Vivo per miracolo per tre secondi. Grazie mamma.

Vivo per miracolo. L’abbiamo sentita tante volte pronunciare. Abbiamo, in quarantacinque anni di attività professionale, fatto raccontare ad altri vicende che abbiamo licenziato genericamente con “miracoloso”, “che fortuna”, “per un pelo”, che c… .

Questa volta siamo noi a raccontare ed a scrivere: “Grazie mamma, dopo avermi dato la vita e salvato dalla morte”. Sì, dalla morte. E vi raccontiamo perché. Con una sorella ed un fratello che hanno vissuto più da vicino, rispetto a chi scrive che risiede in un paese limitrofo, gli acciacchi dell’età avanzata dei nostri genitori in tempi di pandemia, l’occasione di una visita cardiologica in fase 2 è il classico: “Mamma, tranquilla, ci sono anche io”.

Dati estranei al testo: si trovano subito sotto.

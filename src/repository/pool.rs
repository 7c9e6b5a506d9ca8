//! Async SQLite connection handling.
//!
//! Uses diesel-async's SyncConnectionWrapper to provide an async interface
//! for SQLite. Since SQLite connections are lightweight, we create new
//! connections per request rather than pooling.

use diesel::result::DatabaseErrorInformation;
use diesel::sqlite::SqliteConnection;
use diesel_async::sync_connection_wrapper::SyncConnectionWrapper;
use diesel_async::{AsyncConnection, SimpleAsyncConnection};
use std::path::Path;

/// Diesel error type alias.
pub type DieselError = diesel::result::Error;

/// Async SQLite connection using SyncConnectionWrapper.
pub type AsyncSqliteConnection = SyncConnectionWrapper<SqliteConnection>;

/// A simple async connection factory for SQLite.
///
/// SQLite connections are file-based and cheap to open, so each request
/// gets its own connection. The SyncConnectionWrapper internally uses
/// spawn_blocking for async operation.
#[derive(Clone)]
pub struct SqlitePool {
    database_url: String,
}

impl SqlitePool {
    /// Create a new async SQLite pool.
    pub fn new(database_url: &str) -> Self {
        // Strip sqlite: prefix if present for diesel
        let url = database_url.strip_prefix("sqlite:").unwrap_or(database_url);
        Self {
            database_url: url.to_string(),
        }
    }

    /// Create pool from a file path.
    pub fn from_path(db_path: &Path) -> Self {
        Self::new(&db_path.display().to_string())
    }

    /// Get a new connection.
    ///
    /// Several workers read and write the same file concurrently, so
    /// each connection enables WAL and a busy timeout.
    pub async fn get(&self) -> Result<AsyncSqliteConnection, DieselError> {
        let mut conn = AsyncSqliteConnection::establish(&self.database_url)
            .await
            .map_err(to_diesel_error)?;

        conn.batch_execute(
            "PRAGMA journal_mode = WAL;
             PRAGMA busy_timeout = 30000;",
        )
        .await?;

        Ok(conn)
    }

    /// Get the database URL.
    pub fn database_url(&self) -> &str {
        &self.database_url
    }
}

/// Simple error info wrapper for database errors.
#[derive(Debug)]
pub struct DbErrorInfo(pub String);

impl DatabaseErrorInformation for DbErrorInfo {
    fn message(&self) -> &str {
        &self.0
    }
    fn details(&self) -> Option<&str> {
        None
    }
    fn hint(&self) -> Option<&str> {
        None
    }
    fn table_name(&self) -> Option<&str> {
        None
    }
    fn column_name(&self) -> Option<&str> {
        None
    }
    fn constraint_name(&self) -> Option<&str> {
        None
    }
    fn statement_position(&self) -> Option<i32> {
        None
    }
}

/// Convert any displayable error to a diesel error with proper message.
pub fn to_diesel_error(e: impl std::fmt::Display) -> DieselError {
    diesel::result::Error::DatabaseError(
        diesel::result::DatabaseErrorKind::Unknown,
        Box::new(DbErrorInfo(e.to_string())),
    )
}
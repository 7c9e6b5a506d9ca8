//! Audit log and scheduler bookkeeping records.

use chrono::{DateTime, Utc};
use serde::{Deserialize, Serialize};

/// What initiated a generation run.
#[derive(Debug, Clone, Copy, PartialEq, Eq, Serialize, Deserialize)]
#[serde(rename_all = "snake_case")]
pub enum TriggerType {
    Manual,
    Scheduled,
}

impl TriggerType {
    pub fn as_str(&self) -> &'static str {
        match self {
            Self::Manual => "manual",
            Self::Scheduled => "scheduled",
        }
    }

    pub fn from_str(s: &str) -> Option<Self> {
        match s {
            "manual" => Some(Self::Manual),
            "scheduled" => Some(Self::Scheduled),
            _ => None,
        }
    }
}

/// Whether a log row belongs to a single-post call or a batch pass.
#[derive(Debug, Clone, Copy, PartialEq, Eq, Serialize, Deserialize)]
#[serde(rename_all = "snake_case")]
pub enum Scope {
    Single,
    Batch,
}

impl Scope {
    pub fn as_str(&self) -> &'static str {
        match self {
            Self::Single => "single",
            Self::Batch => "batch",
        }
    }

    pub fn from_str(s: &str) -> Option<Self> {
        match s {
            "single" => Some(Self::Single),
            "batch" => Some(Self::Batch),
            _ => None,
        }
    }
}

/// What kind of work a generation log row records.
///
/// `Edit` rows come from the CRUD layer recording a user field edit
/// through the same audit table.
#[derive(Debug, Clone, Copy, PartialEq, Eq, Serialize, Deserialize)]
#[serde(rename_all = "snake_case")]
pub enum SummaryType {
    Full,
    Supplement,
    Skip,
    Failed,
    Edit,
}

impl SummaryType {
    pub fn as_str(&self) -> &'static str {
        match self {
            Self::Full => "full",
            Self::Supplement => "supplement",
            Self::Skip => "skip",
            Self::Failed => "failed",
            Self::Edit => "edit",
        }
    }

    pub fn from_str(s: &str) -> Option<Self> {
        match s {
            "full" => Some(Self::Full),
            "supplement" => Some(Self::Supplement),
            "skip" => Some(Self::Skip),
            "failed" => Some(Self::Failed),
            "edit" => Some(Self::Edit),
            _ => None,
        }
    }
}

/// Outcome status for log rows and scheduler runs.
#[derive(Debug, Clone, Copy, PartialEq, Eq, Serialize, Deserialize)]
#[serde(rename_all = "snake_case")]
pub enum RunStatus {
    Success,
    Failed,
    Skipped,
    Partial,
}

impl RunStatus {
    pub fn as_str(&self) -> &'static str {
        match self {
            Self::Success => "success",
            Self::Failed => "failed",
            Self::Skipped => "skipped",
            Self::Partial => "partial",
        }
    }

    pub fn from_str(s: &str) -> Option<Self> {
        match s {
            "success" => Some(Self::Success),
            "failed" => Some(Self::Failed),
            "skipped" => Some(Self::Skipped),
            "partial" => Some(Self::Partial),
            _ => None,
        }
    }
}

/// One append-only audit row per post touched by a generation run.
#[derive(Debug, Clone)]
pub struct GenerationLog {
    pub id: i32,
    pub trigger_type: TriggerType,
    pub scope: Scope,
    pub post_id: i32,
    pub summary_type: SummaryType,
    pub status: RunStatus,
    pub note: Option<String>,
    pub started_at: DateTime<Utc>,
    pub finished_at: DateTime<Utc>,
    pub duration_sec: f64,
    pub content_hash_before: Option<String>,
    pub content_hash_after: Option<String>,
}

/// Last-run bookkeeping for a named recurring job, one row per job.
#[derive(Debug, Clone)]
pub struct SchedulerStatus {
    pub job_name: String,
    pub last_run_at: DateTime<Utc>,
    pub next_run_at: Option<DateTime<Utc>>,
    pub last_status: RunStatus,
    pub last_duration_sec: f64,
}

/// Aggregate counters for one batch pass over the posts.
#[derive(Debug, Clone, Copy, Default, PartialEq, Eq, Serialize)]
pub struct BatchOutcome {
    pub total: usize,
    pub full_update: usize,
    pub supplement: usize,
    pub skipped: usize,
    pub fail: usize,
}

impl BatchOutcome {
    /// Aggregate status for the scheduler_status row.
    pub fn status(&self) -> RunStatus {
        if self.fail == 0 {
            RunStatus::Success
        } else if self.fail == self.total {
            RunStatus::Failed
        } else {
            RunStatus::Partial
        }
    }
}
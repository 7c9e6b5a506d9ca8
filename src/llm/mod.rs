//! Model gateway client, prompts, and response repair.

mod client;
mod config;
pub mod prompts;
pub mod repair;

pub use client::{LlmClient, LlmError};
pub use config::LlmConfig;
//! Postscribe - forum content enrichment pipeline.
//!
//! Keeps derived, machine-readable knowledge about forum content fresh:
//! an OCR queue mirrors image-bearing content into plain-text tables, and
//! a content-hash-gated summarizer keeps structured AI summaries of posts
//! current without destroying manual edits.

pub mod cli;
pub mod config;
pub mod diff;
pub mod llm;
pub mod migrations;
pub mod models;
pub mod ocr;
pub mod repository;
pub mod schema;
pub mod services;
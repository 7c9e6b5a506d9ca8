//! Generation audit log and scheduler status persistence.

use chrono::{DateTime, Utc};
use diesel::prelude::*;
use diesel_async::RunQueryDsl;

use super::pool::{DieselError, SqlitePool};
use super::records::{GenerationLogRecord, NewGenerationLog, SchedulerStatusRecord};
use super::{parse_datetime, parse_datetime_opt};
use crate::models::{
    GenerationLog, RunStatus, SchedulerStatus, Scope, SummaryField, SummaryType, TriggerType,
};
use crate::schema::{scheduler_status, summary_generation_logs};

impl TryFrom<GenerationLogRecord> for GenerationLog {
    type Error = DieselError;

    fn try_from(record: GenerationLogRecord) -> Result<Self, Self::Error> {
        let invalid = |what: &str, value: &str| {
            DieselError::DeserializationError(format!("Invalid {}: '{}'", what, value).into())
        };

        Ok(GenerationLog {
            id: record.id,
            trigger_type: TriggerType::from_str(&record.trigger_type)
                .ok_or_else(|| invalid("trigger_type", &record.trigger_type))?,
            scope: Scope::from_str(&record.scope).ok_or_else(|| invalid("scope", &record.scope))?,
            post_id: record.post_id,
            summary_type: SummaryType::from_str(&record.summary_type)
                .ok_or_else(|| invalid("summary_type", &record.summary_type))?,
            status: RunStatus::from_str(&record.status)
                .ok_or_else(|| invalid("status", &record.status))?,
            note: record.note,
            started_at: parse_datetime(&record.started_at),
            finished_at: parse_datetime(&record.finished_at),
            duration_sec: record.duration_sec,
            content_hash_before: record.content_hash_before,
            content_hash_after: record.content_hash_after,
        })
    }
}

impl TryFrom<SchedulerStatusRecord> for SchedulerStatus {
    type Error = DieselError;

    fn try_from(record: SchedulerStatusRecord) -> Result<Self, Self::Error> {
        Ok(SchedulerStatus {
            job_name: record.job_name,
            last_run_at: parse_datetime(&record.last_run_at),
            next_run_at: parse_datetime_opt(record.next_run_at),
            last_status: RunStatus::from_str(&record.last_status).ok_or_else(|| {
                DieselError::DeserializationError(
                    format!("Invalid last_status: '{}'", record.last_status).into(),
                )
            })?,
            last_duration_sec: record.last_duration_sec,
        })
    }
}

/// One generation log entry ready for insertion.
#[derive(Debug, Clone)]
pub struct LogEntry {
    pub trigger_type: TriggerType,
    pub scope: Scope,
    pub post_id: i32,
    pub summary_type: SummaryType,
    pub status: RunStatus,
    pub note: Option<String>,
    pub started_at: DateTime<Utc>,
    pub finished_at: DateTime<Utc>,
    pub content_hash_before: Option<String>,
    pub content_hash_after: Option<String>,
}

/// Repository over the audit log and scheduler status tables.
#[derive(Clone)]
pub struct LogRepository {
    pool: SqlitePool,
}

impl LogRepository {
    pub fn new(pool: SqlitePool) -> Self {
        Self { pool }
    }

    /// Append one audit row.
    pub async fn insert(&self, entry: &LogEntry) -> Result<(), DieselError> {
        let mut conn = self.pool.get().await?;

        let started_at = entry.started_at.to_rfc3339();
        let finished_at = entry.finished_at.to_rfc3339();
        let duration_sec = (entry.finished_at - entry.started_at)
            .num_milliseconds()
            .max(0) as f64
            / 1000.0;

        let row = NewGenerationLog {
            trigger_type: entry.trigger_type.as_str(),
            scope: entry.scope.as_str(),
            post_id: entry.post_id,
            summary_type: entry.summary_type.as_str(),
            status: entry.status.as_str(),
            note: entry.note.as_deref(),
            started_at: &started_at,
            finished_at: &finished_at,
            duration_sec,
            content_hash_before: entry.content_hash_before.as_deref(),
            content_hash_after: entry.content_hash_after.as_deref(),
        };

        diesel::insert_into(summary_generation_logs::table)
            .values(&row)
            .execute(&mut conn)
            .await?;

        Ok(())
    }

    /// Record a user field edit made through the CRUD layer.
    pub async fn log_user_edit(&self, post_id: i32, field: SummaryField) -> Result<(), DieselError> {
        let now = Utc::now();
        self.insert(&LogEntry {
            trigger_type: TriggerType::Manual,
            scope: Scope::Single,
            post_id,
            summary_type: SummaryType::Edit,
            status: RunStatus::Success,
            note: Some(format!("field: {}", field.as_str())),
            started_at: now,
            finished_at: now,
            content_hash_before: None,
            content_hash_after: None,
        })
        .await
    }

    /// Most recent log rows, newest first.
    pub async fn recent(&self, limit: i64) -> Result<Vec<GenerationLog>, DieselError> {
        let mut conn = self.pool.get().await?;

        summary_generation_logs::table
            .order(summary_generation_logs::id.desc())
            .limit(limit)
            .load::<GenerationLogRecord>(&mut conn)
            .await
            .and_then(|records| records.into_iter().map(GenerationLog::try_from).collect())
    }

    /// Log rows for one post, newest first.
    pub async fn for_post(&self, post_id: i32, limit: i64) -> Result<Vec<GenerationLog>, DieselError> {
        let mut conn = self.pool.get().await?;

        summary_generation_logs::table
            .filter(summary_generation_logs::post_id.eq(post_id))
            .order(summary_generation_logs::id.desc())
            .limit(limit)
            .load::<GenerationLogRecord>(&mut conn)
            .await
            .and_then(|records| records.into_iter().map(GenerationLog::try_from).collect())
    }

    /// Upsert the status row for a named job.
    pub async fn upsert_scheduler_status(&self, status: &SchedulerStatus) -> Result<(), DieselError> {
        let mut conn = self.pool.get().await?;

        let last_run_at = status.last_run_at.to_rfc3339();
        let next_run_at = status.next_run_at.map(|dt| dt.to_rfc3339());

        diesel::insert_into(scheduler_status::table)
            .values((
                scheduler_status::job_name.eq(&status.job_name),
                scheduler_status::last_run_at.eq(&last_run_at),
                scheduler_status::next_run_at.eq(next_run_at.as_deref()),
                scheduler_status::last_status.eq(status.last_status.as_str()),
                scheduler_status::last_duration_sec.eq(status.last_duration_sec),
            ))
            .on_conflict(scheduler_status::job_name)
            .do_update()
            .set((
                scheduler_status::last_run_at.eq(&last_run_at),
                scheduler_status::next_run_at.eq(next_run_at.as_deref()),
                scheduler_status::last_status.eq(status.last_status.as_str()),
                scheduler_status::last_duration_sec.eq(status.last_duration_sec),
            ))
            .execute(&mut conn)
            .await?;

        Ok(())
    }

    /// Get the status row for a named job.
    pub async fn scheduler_status(&self, job_name: &str) -> Result<Option<SchedulerStatus>, DieselError> {
        let mut conn = self.pool.get().await?;

        scheduler_status::table
            .find(job_name)
            .first::<SchedulerStatusRecord>(&mut conn)
            .await
            .optional()
            .and_then(|opt| opt.map(SchedulerStatus::try_from).transpose())
    }
}
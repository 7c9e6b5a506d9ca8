//! Long-running services: OCR enrichment, summary generation, and the
//! batch scheduler.

mod ocr_queue;
mod scheduler;
mod summarizer;

pub use ocr_queue::OcrQueueService;
pub use scheduler::{Scheduler, BATCH_JOB_NAME};
pub use summarizer::{
    compute_hash, GatewayModel, SummarizerError, Summarizer, SummaryModel, UpdateOutcome,
    UpdateResult,
};
//! Application settings.
//!
//! Loaded from an optional TOML file, then overridden from the
//! environment. Sub-configs apply their env overrides in their own
//! Default implementations.

use serde::{Deserialize, Serialize};
use std::path::{Path, PathBuf};

use crate::llm::LlmConfig;

/// OCR worker configuration.
#[derive(Debug, Clone, PartialEq, Serialize, Deserialize)]
pub struct OcrConfig {
    /// Program to invoke for OCR
    #[serde(default = "default_ocr_command")]
    pub command: String,
    /// Fixed arguments placed before the JSON payload
    #[serde(default)]
    pub args: Vec<String>,
    /// Hard timeout per invocation in seconds
    #[serde(default = "default_ocr_timeout_secs")]
    pub timeout_secs: u64,
    /// In-flight task bound for the poller
    #[serde(default = "default_max_concurrent")]
    pub max_concurrent: usize,
    /// Poll interval in seconds
    #[serde(default = "default_poll_interval_secs")]
    pub poll_interval_secs: u64,
    /// Resubmission bound for failed tasks
    #[serde(default = "default_max_retries")]
    pub max_retries: i32,
}

fn default_ocr_command() -> String {
    "python3".to_string()
}

fn default_ocr_timeout_secs() -> u64 {
    180
}

fn default_max_concurrent() -> usize {
    5
}

fn default_poll_interval_secs() -> u64 {
    5
}

fn default_max_retries() -> i32 {
    3
}

impl Default for OcrConfig {
    fn default() -> Self {
        Self {
            command: default_ocr_command(),
            args: Vec::new(),
            timeout_secs: default_ocr_timeout_secs(),
            max_concurrent: default_max_concurrent(),
            poll_interval_secs: default_poll_interval_secs(),
            max_retries: default_max_retries(),
        }
        .with_env_overrides()
    }
}

impl OcrConfig {
    /// Apply environment variable overrides.
    ///
    /// Supported env vars: `OCR_COMMAND`, `OCR_TIMEOUT_SECS`.
    pub fn with_env_overrides(mut self) -> Self {
        if let Ok(val) = std::env::var("OCR_COMMAND") {
            self.command = val;
        }
        if let Ok(val) = std::env::var("OCR_TIMEOUT_SECS") {
            if let Ok(n) = val.parse() {
                self.timeout_secs = n;
            }
        }
        self
    }
}

/// Batch scheduler configuration.
#[derive(Debug, Clone, PartialEq, Serialize, Deserialize)]
pub struct SchedulerConfig {
    /// Interval between batch runs in hours
    #[serde(default = "default_interval_hours")]
    pub interval_hours: u64,
    /// Recency window for automatic runs in days
    #[serde(default = "default_recency_days")]
    pub recency_days: i64,
    /// Delay between posts within a batch in seconds
    #[serde(default = "default_inter_post_delay_secs")]
    pub inter_post_delay_secs: u64,
}

fn default_interval_hours() -> u64 {
    5
}

fn default_recency_days() -> i64 {
    3
}

fn default_inter_post_delay_secs() -> u64 {
    2
}

impl Default for SchedulerConfig {
    fn default() -> Self {
        Self {
            interval_hours: default_interval_hours(),
            recency_days: default_recency_days(),
            inter_post_delay_secs: default_inter_post_delay_secs(),
        }
    }
}

/// Top-level settings.
#[derive(Debug, Clone, Serialize, Deserialize)]
pub struct Settings {
    /// Data directory for the database and the OCR failure log
    #[serde(default = "default_data_dir")]
    pub data_dir: PathBuf,
    /// Database filename inside the data directory
    #[serde(default = "default_database_filename")]
    pub database: String,
    #[serde(default)]
    pub ocr: OcrConfig,
    #[serde(default)]
    pub scheduler: SchedulerConfig,
    #[serde(default)]
    pub llm: LlmConfig,
}

fn default_data_dir() -> PathBuf {
    PathBuf::from("data")
}

fn default_database_filename() -> String {
    "postscribe.db".to_string()
}

impl Default for Settings {
    fn default() -> Self {
        Self {
            data_dir: default_data_dir(),
            database: default_database_filename(),
            ocr: OcrConfig::default(),
            scheduler: SchedulerConfig::default(),
            llm: LlmConfig::default(),
        }
        .with_env_overrides()
    }
}

impl Settings {
    /// Load settings from a TOML file, falling back to defaults when the
    /// path is absent or missing.
    pub async fn load(path: Option<&Path>) -> anyhow::Result<Self> {
        let path = match path {
            Some(p) => p.to_path_buf(),
            None => {
                let default = PathBuf::from("postscribe.toml");
                if !default.exists() {
                    return Ok(Self::default());
                }
                default
            }
        };

        let contents = tokio::fs::read_to_string(&path)
            .await
            .map_err(|e| anyhow::anyhow!("Failed to read config file {}: {}", path.display(), e))?;

        let settings: Settings = toml::from_str(&contents)
            .map_err(|e| anyhow::anyhow!("Failed to parse config file {}: {}", path.display(), e))?;

        Ok(settings.with_env_overrides())
    }

    /// Apply environment variable overrides.
    ///
    /// Supported env vars: `POSTSCRIBE_DATA_DIR`, `POSTSCRIBE_DATABASE`.
    pub fn with_env_overrides(mut self) -> Self {
        if let Ok(val) = std::env::var("POSTSCRIBE_DATA_DIR") {
            self.data_dir = PathBuf::from(val);
        }
        if let Ok(val) = std::env::var("POSTSCRIBE_DATABASE") {
            self.database = val;
        }
        self
    }

    /// Filesystem path of the SQLite database.
    pub fn database_path(&self) -> PathBuf {
        self.data_dir.join(&self.database)
    }

    /// URL form of the database path for the migration runner.
    pub fn database_url(&self) -> String {
        format!("sqlite:{}", self.database_path().display())
    }

    /// Path of the append-only OCR failure log.
    pub fn failure_log_path(&self) -> PathBuf {
        self.data_dir.join("ocr_failed.txt")
    }
}

#[cfg(test)]
mod tests {
    use super::*;

    #[test]
    fn test_defaults() {
        let settings = Settings::default();
        assert_eq!(settings.ocr.timeout_secs, 180);
        assert_eq!(settings.ocr.max_concurrent, 5);
        assert_eq!(settings.ocr.poll_interval_secs, 5);
        assert_eq!(settings.ocr.max_retries, 3);
        assert_eq!(settings.scheduler.interval_hours, 5);
        assert_eq!(settings.scheduler.recency_days, 3);
        assert_eq!(settings.scheduler.inter_post_delay_secs, 2);
    }

    #[test]
    fn test_partial_toml_fills_defaults() {
        let settings: Settings = toml::from_str(
            r#"
            data_dir = "/var/lib/postscribe"

            [ocr]
            command = "ocr-tool"
            "#,
        )
        .unwrap();

        assert_eq!(settings.data_dir, PathBuf::from("/var/lib/postscribe"));
        assert_eq!(settings.ocr.command, "ocr-tool");
        assert_eq!(settings.ocr.timeout_secs, 180);
        assert_eq!(settings.scheduler.interval_hours, 5);
    }

    #[test]
    fn test_database_paths() {
        let mut settings = Settings::default();
        settings.data_dir = PathBuf::from("/tmp/ps");
        settings.database = "forum.db".to_string();
        assert_eq!(settings.database_path(), PathBuf::from("/tmp/ps/forum.db"));
        assert_eq!(settings.database_url(), "sqlite:/tmp/ps/forum.db");
        assert_eq!(
            settings.failure_log_path(),
            PathBuf::from("/tmp/ps/ocr_failed.txt")
        );
    }
}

La visita cardiologica per lei è fissata all’ospedale Jaia di Conversano alle ore 12. Ci aspettavano, e questo va sottolineato, con grande Amore e professionalità, sì amore con la A maiuscola che ti fa sentire protetti, sono loro i nostri eroi, anche qui da noi. Ci fanno accomodare in una stanza. L’infermiera, in attesa del medico, prepara gli strumenti per controllare il cuore (grande) di una donna affaticato dall’età e da un’operazione (al nord, sic!) all’aorta. Ci sediamo su una poltroncina marrone in attesa del medico. L’ansia aleggia nella stanza per l’attesa di un responso che arriverà di lì a poco. Pudore, emozione da condividere con meno gente possibile, in una stanza echeggiano parole che rimarranno indelebili per sempre: “Vito, aspettami fuori, non ti preoccupare”. Non stiamo a pensarci su due volte, colto il messaggio. Ci dirigiamo verso la porta, tre-quattro passi un rumore indimenticabile, indelebile. Oddio è caduta dal lettino. Per fortuna no. Tutto il personale del reparto si precipita in quella stanza dove, ci siamo lasciati dietro uno squarcio nel soffitto e chili e chili di calcinacci caduti su quella poltroncina marrone che avevamo lasciato non più, a rifare i conti, di tre secondi prima. Tre secondi, solo tre benedetti secondi.

Passato lo spavento ci resta la gioia e la consapevolezza che, senza quelle parole: “Vito, aspettami fuori, non ti preoccupare”, forse non saremmo qui a scrivere di una tragedia evitata ma l’ennesima storia, scritta da altri, di una tragedia consumata. Grazie mamma per avermi dato la vita per la seconda volta.